THE INPUT: Begin

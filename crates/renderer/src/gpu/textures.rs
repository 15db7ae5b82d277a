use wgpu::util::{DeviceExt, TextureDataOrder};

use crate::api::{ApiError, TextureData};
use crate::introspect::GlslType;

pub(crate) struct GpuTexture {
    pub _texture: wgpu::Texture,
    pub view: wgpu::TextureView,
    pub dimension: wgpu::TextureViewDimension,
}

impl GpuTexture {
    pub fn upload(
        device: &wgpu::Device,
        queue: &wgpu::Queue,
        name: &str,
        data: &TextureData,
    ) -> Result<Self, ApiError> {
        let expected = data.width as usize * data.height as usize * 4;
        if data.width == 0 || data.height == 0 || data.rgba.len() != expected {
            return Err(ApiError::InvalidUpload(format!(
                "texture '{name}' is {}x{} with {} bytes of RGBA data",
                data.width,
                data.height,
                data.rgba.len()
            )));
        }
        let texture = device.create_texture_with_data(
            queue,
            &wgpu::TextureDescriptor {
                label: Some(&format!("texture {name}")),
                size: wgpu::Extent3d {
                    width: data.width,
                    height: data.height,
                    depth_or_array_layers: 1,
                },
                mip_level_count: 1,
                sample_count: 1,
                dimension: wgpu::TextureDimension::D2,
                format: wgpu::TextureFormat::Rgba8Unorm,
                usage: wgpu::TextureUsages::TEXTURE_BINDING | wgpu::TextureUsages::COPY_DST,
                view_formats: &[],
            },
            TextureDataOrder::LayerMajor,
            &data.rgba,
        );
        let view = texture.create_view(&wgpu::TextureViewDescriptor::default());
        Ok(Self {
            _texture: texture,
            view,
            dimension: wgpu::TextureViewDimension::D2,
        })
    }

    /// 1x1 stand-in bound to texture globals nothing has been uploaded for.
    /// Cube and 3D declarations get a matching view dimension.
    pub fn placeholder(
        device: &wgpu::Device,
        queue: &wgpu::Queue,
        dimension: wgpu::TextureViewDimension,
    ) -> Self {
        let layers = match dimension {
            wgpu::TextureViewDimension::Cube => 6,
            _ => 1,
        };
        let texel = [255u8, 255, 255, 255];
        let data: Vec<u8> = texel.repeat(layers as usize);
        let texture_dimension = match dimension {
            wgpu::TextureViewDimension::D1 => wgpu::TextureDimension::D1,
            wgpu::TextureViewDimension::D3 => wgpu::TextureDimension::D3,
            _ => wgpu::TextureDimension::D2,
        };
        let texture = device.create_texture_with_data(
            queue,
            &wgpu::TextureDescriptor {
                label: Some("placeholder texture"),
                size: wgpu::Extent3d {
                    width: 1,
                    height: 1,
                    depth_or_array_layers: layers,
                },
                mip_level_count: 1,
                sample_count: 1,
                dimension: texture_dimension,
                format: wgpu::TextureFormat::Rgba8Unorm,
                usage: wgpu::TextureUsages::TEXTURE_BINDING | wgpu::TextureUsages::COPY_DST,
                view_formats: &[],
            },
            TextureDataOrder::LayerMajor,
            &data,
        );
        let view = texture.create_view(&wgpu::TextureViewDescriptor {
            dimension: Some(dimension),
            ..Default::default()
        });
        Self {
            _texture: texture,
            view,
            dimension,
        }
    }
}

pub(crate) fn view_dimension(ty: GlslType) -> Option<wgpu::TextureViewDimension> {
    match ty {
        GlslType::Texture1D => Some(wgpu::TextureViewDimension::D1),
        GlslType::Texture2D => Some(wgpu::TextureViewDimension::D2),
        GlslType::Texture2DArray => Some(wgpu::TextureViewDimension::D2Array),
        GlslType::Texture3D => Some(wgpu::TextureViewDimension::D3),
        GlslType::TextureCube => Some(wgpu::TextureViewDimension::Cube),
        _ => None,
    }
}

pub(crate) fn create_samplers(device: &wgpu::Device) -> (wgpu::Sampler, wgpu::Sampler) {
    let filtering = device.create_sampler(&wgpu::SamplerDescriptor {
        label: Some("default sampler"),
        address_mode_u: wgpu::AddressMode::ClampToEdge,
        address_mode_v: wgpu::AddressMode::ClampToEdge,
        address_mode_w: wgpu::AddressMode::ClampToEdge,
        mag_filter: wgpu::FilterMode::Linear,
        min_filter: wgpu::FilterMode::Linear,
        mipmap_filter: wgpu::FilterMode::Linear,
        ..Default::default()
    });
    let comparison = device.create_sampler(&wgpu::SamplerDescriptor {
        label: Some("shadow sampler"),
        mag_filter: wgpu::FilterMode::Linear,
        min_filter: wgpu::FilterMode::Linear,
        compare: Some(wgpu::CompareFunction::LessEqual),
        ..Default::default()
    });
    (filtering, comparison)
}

THE INPUT: End
THE INPUT: Begin

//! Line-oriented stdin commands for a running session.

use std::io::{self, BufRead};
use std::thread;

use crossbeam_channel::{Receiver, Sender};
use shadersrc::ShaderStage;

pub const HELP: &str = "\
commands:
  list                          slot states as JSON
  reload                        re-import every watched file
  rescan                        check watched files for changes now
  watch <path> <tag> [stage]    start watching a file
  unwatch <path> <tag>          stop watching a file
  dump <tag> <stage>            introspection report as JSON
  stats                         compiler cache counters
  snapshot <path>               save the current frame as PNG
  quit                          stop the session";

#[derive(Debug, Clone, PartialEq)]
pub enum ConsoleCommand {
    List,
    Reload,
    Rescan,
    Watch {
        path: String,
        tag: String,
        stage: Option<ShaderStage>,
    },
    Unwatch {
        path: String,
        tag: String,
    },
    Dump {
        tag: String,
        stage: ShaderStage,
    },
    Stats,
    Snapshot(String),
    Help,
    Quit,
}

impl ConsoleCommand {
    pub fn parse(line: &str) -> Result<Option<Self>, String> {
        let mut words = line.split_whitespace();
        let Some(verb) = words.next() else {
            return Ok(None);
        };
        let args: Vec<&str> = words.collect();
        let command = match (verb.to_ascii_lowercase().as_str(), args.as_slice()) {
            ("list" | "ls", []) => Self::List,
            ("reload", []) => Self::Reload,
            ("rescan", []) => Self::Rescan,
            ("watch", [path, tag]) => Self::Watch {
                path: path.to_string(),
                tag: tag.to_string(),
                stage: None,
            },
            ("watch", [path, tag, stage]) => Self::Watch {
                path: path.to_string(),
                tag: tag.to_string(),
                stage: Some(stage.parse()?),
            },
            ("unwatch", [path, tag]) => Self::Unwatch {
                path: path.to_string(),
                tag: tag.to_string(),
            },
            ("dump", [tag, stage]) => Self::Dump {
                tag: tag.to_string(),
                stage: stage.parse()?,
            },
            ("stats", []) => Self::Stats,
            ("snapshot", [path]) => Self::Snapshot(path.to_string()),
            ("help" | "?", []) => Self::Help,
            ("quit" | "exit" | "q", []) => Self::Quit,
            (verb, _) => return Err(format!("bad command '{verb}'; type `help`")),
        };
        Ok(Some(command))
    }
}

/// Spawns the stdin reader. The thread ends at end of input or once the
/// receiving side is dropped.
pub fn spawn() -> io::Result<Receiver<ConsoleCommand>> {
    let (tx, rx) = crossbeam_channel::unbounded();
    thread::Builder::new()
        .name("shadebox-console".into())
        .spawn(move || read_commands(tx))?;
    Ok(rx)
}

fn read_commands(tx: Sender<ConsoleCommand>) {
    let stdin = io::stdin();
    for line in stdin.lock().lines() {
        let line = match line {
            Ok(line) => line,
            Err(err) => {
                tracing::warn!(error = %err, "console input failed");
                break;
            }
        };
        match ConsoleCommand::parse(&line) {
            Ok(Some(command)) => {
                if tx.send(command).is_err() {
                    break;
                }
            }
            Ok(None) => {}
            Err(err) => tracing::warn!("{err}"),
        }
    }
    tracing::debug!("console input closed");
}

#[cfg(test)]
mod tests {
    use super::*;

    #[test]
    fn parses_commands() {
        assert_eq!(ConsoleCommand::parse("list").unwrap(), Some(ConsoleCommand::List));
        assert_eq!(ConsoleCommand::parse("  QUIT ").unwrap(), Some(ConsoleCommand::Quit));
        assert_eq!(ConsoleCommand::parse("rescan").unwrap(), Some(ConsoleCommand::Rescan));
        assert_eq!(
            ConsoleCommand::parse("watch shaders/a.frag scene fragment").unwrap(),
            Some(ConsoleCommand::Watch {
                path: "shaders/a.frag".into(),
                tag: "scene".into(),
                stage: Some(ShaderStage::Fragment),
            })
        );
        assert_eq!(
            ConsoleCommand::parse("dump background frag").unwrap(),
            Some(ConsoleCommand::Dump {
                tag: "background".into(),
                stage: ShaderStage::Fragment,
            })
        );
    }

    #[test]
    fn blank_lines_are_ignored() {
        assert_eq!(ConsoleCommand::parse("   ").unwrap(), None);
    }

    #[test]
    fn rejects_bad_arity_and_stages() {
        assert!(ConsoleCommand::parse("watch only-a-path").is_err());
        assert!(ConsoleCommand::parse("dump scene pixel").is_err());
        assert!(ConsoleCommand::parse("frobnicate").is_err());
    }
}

THE INPUT: End
THE INPUT: Begin

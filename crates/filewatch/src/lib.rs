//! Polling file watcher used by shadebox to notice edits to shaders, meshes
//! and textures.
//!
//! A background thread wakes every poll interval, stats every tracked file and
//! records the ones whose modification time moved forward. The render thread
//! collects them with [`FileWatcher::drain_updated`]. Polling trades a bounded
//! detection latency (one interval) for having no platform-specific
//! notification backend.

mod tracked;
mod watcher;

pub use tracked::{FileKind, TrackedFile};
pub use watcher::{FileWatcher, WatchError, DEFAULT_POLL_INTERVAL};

THE INPUT: End

● **EXERCISE**: If a line above includes the string "filtering", pick it out.

● **SOLUTION FOR THIS TASK**:
    let filtering = device.create_sampler(&wgpu::SamplerDescriptor {
    (filtering, comparison)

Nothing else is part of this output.